**Directions for this task:**
Copy exactly the lines of the data below that run from the line holding "track, &mut lines);" through the line holding "for (class, body) in mined", both ends included.

*** Extracted entries Section Begins ***

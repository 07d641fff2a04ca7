//! Fixed-order assembly of the final stylesheet
//!
//! Output order is fixed: passthrough imports, the single framework import,
//! base layer, custom media queries, components layer, plugin blocks.
//! Content with no v4 counterpart (utilities bucket, lines preceding the
//! first marker) is dropped, and the drop is reported as a warning.

use crate::config::ParsedConfig;
use crate::emit::{convert_daisyui, convert_screens, convert_typography};
use crate::options::ConvertOptions;
use crate::report::{ConversionResult, Warnings};
use crate::stylesheet::{mine_base, mine_components, BaseRules, SectionedCss};

/// Assemble the final output from extracted and sectioned inputs.
pub fn merge(
    config: &ParsedConfig,
    css: &SectionedCss,
    options: &ConvertOptions,
    mut warnings: Warnings,
) -> ConversionResult {
    let mut parts: Vec<String> = Vec::new();

    // Imports that do not load the framework itself pass through first.
    let passthrough: Vec<String> = css
        .imports
        .iter()
        .filter(|line| !line.contains("tailwindcss/"))
        .cloned()
        .collect();
    if !passthrough.is_empty() {
        parts.extend(passthrough);
        parts.push(String::new());
    }

    banner(&mut parts, options, "/* Import Tailwind */");
    parts.push("@import \"tailwindcss\";".to_string());
    parts.push(String::new());

    let base = build_base_layer(&mine_base(&SectionedCss::joined(&css.base)), options);
    if !base.is_empty() {
        banner(&mut parts, options, "/* Base layer */");
        parts.extend(base);
        parts.push(String::new());
    }

    let media = config
        .theme
        .as_ref()
        .map(|theme| convert_screens(&theme.screens))
        .unwrap_or_default();
    if !media.is_empty() {
        banner(&mut parts, options, "/* Custom media queries */");
        parts.extend(media);
        parts.push(String::new());
    }

    let components = component_map(mine_components(&SectionedCss::joined(&css.components)));
    if !components.is_empty() {
        banner(&mut parts, options, "/* Components */");
        parts.push("@layer components {".to_string());
        for (class, body) in &components {
            parts.push(format!("{}.{class} {{", options.indent_to(1)));
            for line in body.lines() {
                parts.push(format!("{}{}", options.indent_to(2), line.trim()));
            }
            parts.push(format!("{}}}", options.indent_to(1)));
        }
        parts.push("}".to_string());
        parts.push(String::new());
    }

    let typography = config.has_plugin("typography");
    if typography || config.daisyui.is_some() {
        banner(&mut parts, options, "/* Plugin configurations */");
        if typography {
            let overrides = config
                .theme
                .as_ref()
                .and_then(|theme| theme.typography_css.as_ref());
            parts.extend(convert_typography(overrides, options));
            parts.push(String::new());
        }
        if let Some(daisy) = &config.daisyui {
            parts.extend(convert_daisyui(daisy, options, &mut warnings));
            parts.push(String::new());
        }
    }

    let dropped_utilities = SectionedCss::significant_lines(&css.utilities);
    if dropped_utilities > 0 {
        warnings.push(format!(
            "{dropped_utilities} utilities-layer line(s) have no v4 counterpart and were dropped"
        ));
    }
    let dropped_custom = SectionedCss::significant_lines(&css.custom);
    if dropped_custom > 0 {
        warnings.push(format!(
            "{dropped_custom} line(s) preceding the first section marker were dropped"
        ));
    }

    let text = parts.join("\n");
    ConversionResult::success(format!("{}\n", text.trim_end()), warnings)
}

fn banner(parts: &mut Vec<String>, options: &ConvertOptions, text: &str) {
    if options.section_banners {
        parts.push(text.to_string());
    }
}

fn build_base_layer(rules: &BaseRules, options: &ConvertOptions) -> Vec<String> {
    if rules.is_empty() {
        return Vec::new();
    }

    let indent = options.indent_to(1);
    let inner = options.indent_to(2);
    let mut lines = vec!["@layer base {".to_string()];

    let mut block = |selector: &str, body: &str, lines: &mut Vec<String>| {
        lines.push(format!("{indent}{selector} {{"));
        for line in body.lines() {
            lines.push(format!("{inner}{}", line.trim()));
        }
        lines.push(format!("{indent}}}"));
    };

    if let Some(html) = &rules.html {
        block("html", html, &mut lines);
    }
    if let Some(selection) = &rules.selection {
        block("::selection", selection, &mut lines);
    }
    if !rules.scrollbar_root.is_empty() {
        lines.push(format!("{indent}* {{"));
        for decl in &rules.scrollbar_root {
            lines.push(format!("{inner}{decl}"));
        }
        lines.push(format!("{indent}}}"));
    }
    if let Some(track) = &rules.scrollbar_track {
        block("::-webkit-scrollbar-track", track, &mut lines);
    }
    if let Some(thumb) = &rules.scrollbar_thumb {
        block("::-webkit-scrollbar-thumb", thumb, &mut lines);
    }

    lines.push("}".to_string());
    lines
}

/// Components keyed by class name: first-seen position, later body wins.
fn component_map(mined: Vec<(String, String)>) -> Vec<(String, String)> {
    let mut map: Vec<(String, String)> = Vec::new();
    for (class, body) in mined {
        if let Some(slot) = map.iter_mut().find(|(existing, _)| *existing == class) {
            slot.1 = body;
        } else {
            map.push((class, body));
        }
    }
    map
}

*** Extracted entries Section Ends ***

**Problem solution:**
        block("::-webkit-scrollbar-track", track, &mut lines);
    }
    if let Some(thumb) = &rules.scrollbar_thumb {
        block("::-webkit-scrollbar-thumb", thumb, &mut lines);
    }

    lines.push("}".to_string());
    lines
}

/// Components keyed by class name: first-seen position, later body wins.
fn component_map(mined: Vec<(String, String)>) -> Vec<(String, String)> {
    let mut map: Vec<(String, String)> = Vec::new();
    for (class, body) in mined {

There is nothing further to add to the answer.